Mas, de todo modo, é uma tentativa de dar resposta a uma insatisfação generalizada, que não se explica nem mesmo pelo elevado desemprego.
Duas semanas antes da eleição, o "Clarín", o principal jornal argentino, publicou pesquisa da consultoria A. C. Nielsen na qual 74,6% dos pesquisados marcaram um "x" na opção "estamos mal e vamos mal".
Só 4,5% preferiram o oposto ("estamos bem e vamos bem").
O sindicalismo argentino, mesmo aquele que se manteve submisso a Menem até agora, captou os novos ventos.
"É a hora da etapa social, dos Blair e dos Jospin", diz Armando Cavalieri, dirigente sindical do comércio, em alusão aos primeiros-ministros do Reino Unido e da França.
Um e outro estão tomando medidas, embora tímidas, que os diferenciam de seus antecessores neoliberais, enquanto Menem fala em "manter o modelo".
Os novos temas
O modelo dá claros sinais de que esgotou todo o lucro político-eleitoral que a estabilização da economia sempre traz aos responsáveis por ela.

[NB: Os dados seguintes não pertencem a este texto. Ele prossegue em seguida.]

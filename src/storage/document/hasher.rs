//! Content hashing for change detection.
//!
//! SHA-256 over the serialized document. The hash is only used to notice
//! that a file changed; it is not a security boundary.

use sha2::{Digest, Sha256};

use super::frontmatter::{self, PromptMetadata};
use crate::Result;

/// Length of ids derived from file names, in hex characters.
const DERIVED_ID_LEN: usize = 24;

/// Content hasher for prompt documents.
///
/// # Example
///
/// ```rust
/// use promptvault::storage::ContentHasher;
///
/// let hash = ContentHasher::hash("Hello");
/// assert_eq!(hash.len(), 64);
/// assert_eq!(hash, ContentHasher::hash("Hello"));
/// ```
pub struct ContentHasher;

impl ContentHasher {
    /// Computes the lowercase hex SHA-256 of `content`.
    #[must_use]
    pub fn hash(content: &str) -> String {
        let mut hasher = Sha256::new();
        hasher.update(content.as_bytes());
        hex::encode(hasher.finalize())
    }

    /// Hashes a document in its serialized on-disk form.
    ///
    /// # Errors
    ///
    /// Returns an error if the metadata cannot be serialized.
    pub fn hash_document(metadata: &PromptMetadata, body: &str) -> Result<String> {
        let serialized = frontmatter::serialize(metadata, body)?;
        Ok(Self::hash(&serialized))
    }

    /// Derives a stable prompt id from a file name.
    ///
    /// Used for hand-written files that carry no `id` in their header, so
    /// the same file always maps to the same index row.
    #[must_use]
    pub fn derive_id(file_name: &str) -> String {
        let digest = Self::hash(file_name);
        format!("f{}", &digest[..DERIVED_ID_LEN])
    }
}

Tanto é assim que Miguel Ángel Broda, o mais badalado consultor do país, diz que a Aliança pode ganhar a eleição de 1999 e que "se quebrou a coalizão entre o establishment e o governo Menem".
Detalhe: não se trata de um adversário do modelo, mas de alguém que Menem convidou para ser ministro de Economia, em substituição a Domingo Cavallo, no ano passado. Só não foi porque pediu 48 horas para pensar e o presidente tinha muita pressa em designar o substituto.

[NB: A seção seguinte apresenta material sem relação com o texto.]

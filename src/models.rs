use chrono::{DateTime, Utc};
use serde::{Deserialize, Serialize};
use uuid::Uuid;

use crate::error::{AppError, Result};

const MAX_KEY_LEN: usize = 255;

/// A client session of the embedded coordination backend. Ephemeral nodes
/// created through the session live exactly as long as it does.
#[derive(Debug, Clone, Serialize, Deserialize)]
pub struct Session {
    pub id: Uuid,
    pub ttl_seconds: u32,
    pub expires_at: DateTime<Utc>,
    pub created_at: DateTime<Utc>,
}

impl Session {
    pub fn is_expired(&self) -> bool {
        Utc::now() > self.expires_at
    }
}

/// Query string shared by the lock routes: `?path=<key>`.
#[derive(Debug, Deserialize)]
pub struct LockQuery {
    pub path: String,
}

#[derive(Debug, Clone, Copy, PartialEq, Eq, Serialize, Deserialize)]
#[serde(rename_all = "lowercase")]
pub enum LockStatus {
    Free,
    Held,
}

#[derive(Debug, Serialize)]
pub struct LockStatusResponse {
    pub key: String,
    pub node_path: String,
    pub status: LockStatus,
}

/// Validates a caller-supplied lock key.
///
/// A key becomes a single child node directly under the lock root, so it must
/// be one path component: 1–255 characters from alphanumerics, `-`, `_` and
/// `.`, and not `.` or `..`.
pub fn validate_lock_key(key: &str) -> Result<()> {
    if key.is_empty() {
        return Err(AppError::InvalidLockKey {
            reason: "Lock key cannot be empty".to_string(),
        });
    }

    if key.chars().count() > MAX_KEY_LEN {
        return Err(AppError::InvalidLockKey {
            reason: format!("Lock key cannot exceed {} characters", MAX_KEY_LEN),
        });
    }

    if key == "." || key == ".." {
        return Err(AppError::InvalidLockKey {
            reason: "Lock key cannot be '.' or '..'".to_string(),
        });
    }

    if key.contains('/') {
        return Err(AppError::InvalidLockKey {
            reason: "Lock key cannot contain '/'".to_string(),
        });
    }

    if !key
        .chars()
        .all(|c| c.is_alphanumeric() || c == '-' || c == '_' || c == '.')
    {
        return Err(AppError::InvalidLockKey {
            reason: "Lock key can only contain alphanumeric characters, hyphens, underscores, and dots"
                .to_string(),
        });
    }

    Ok(())
}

Tudo indica que o eleitorado argentino acreditou na afirmação, por exemplo, de Rodolfo Terragno, um dos líderes da Aliança, de que "a estabilidade (econômica) é uma conquista social".
'Bando de ladrões'
Se é assim e os dois lados se comprometem a mantê-la, o voto passa a ser guiado por outros temas.

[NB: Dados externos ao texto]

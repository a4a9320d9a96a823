use std::sync::atomic::{AtomicU64, Ordering};

use tokio::sync::futures::Notified;
use tokio::sync::Notify;

/// Broadcast wake-up shared by every blocked acquirer of one lock manager.
///
/// A waiter must call [`ReleaseSignal::waiter`] *before* it attempts to take
/// the lock. A raise that happens between that call and the moment the
/// future is awaited is not lost.
#[derive(Debug, Default)]
pub struct ReleaseSignal {
    notify: Notify,
    raised: AtomicU64,
}

impl ReleaseSignal {
    pub fn new() -> Self {
        Self::default()
    }

    /// Registers interest in the next raise.
    pub fn waiter(&self) -> Notified<'_> {
        self.notify.notified()
    }

    /// Wakes every registered waiter, whatever key it is waiting for.
    pub fn raise(&self) {
        self.raised.fetch_add(1, Ordering::Relaxed);
        self.notify.notify_waiters();
    }

    pub fn raised_count(&self) -> u64 {
        self.raised.load(Ordering::Relaxed)
    }
}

"As eleições vão mostrar um forte castigo ao modelo político, mas não ao modelo econômico. Ao modelo político se atribui 100% dos efeitos sociais negativos, pois as pessoas acham que é a corrupção que não permite que consigam o que desejam", diz o pesquisador Enrique Zuleta Puceiro.
Muitas oitavas acima, é o que afirma também um ex-ministro de Menem, Gustavo Beliz: "Milhares de argentinos não se conformam com o fato de este país estar sendo governado por um bando de ladrões".
Beliz é candidato pelo partido criado pelo ex-ministro de Economia Domingo Cavallo, responsável pela introdução da paridade fixa peso/dólar e hoje adversário do governo.
Tudo somado, parece claro que entre o "nada vai mudar" de Menem e o "tem de mudar" de Alfonsín, o dia seguinte da eleição ficará em algum ponto no meio do caminho.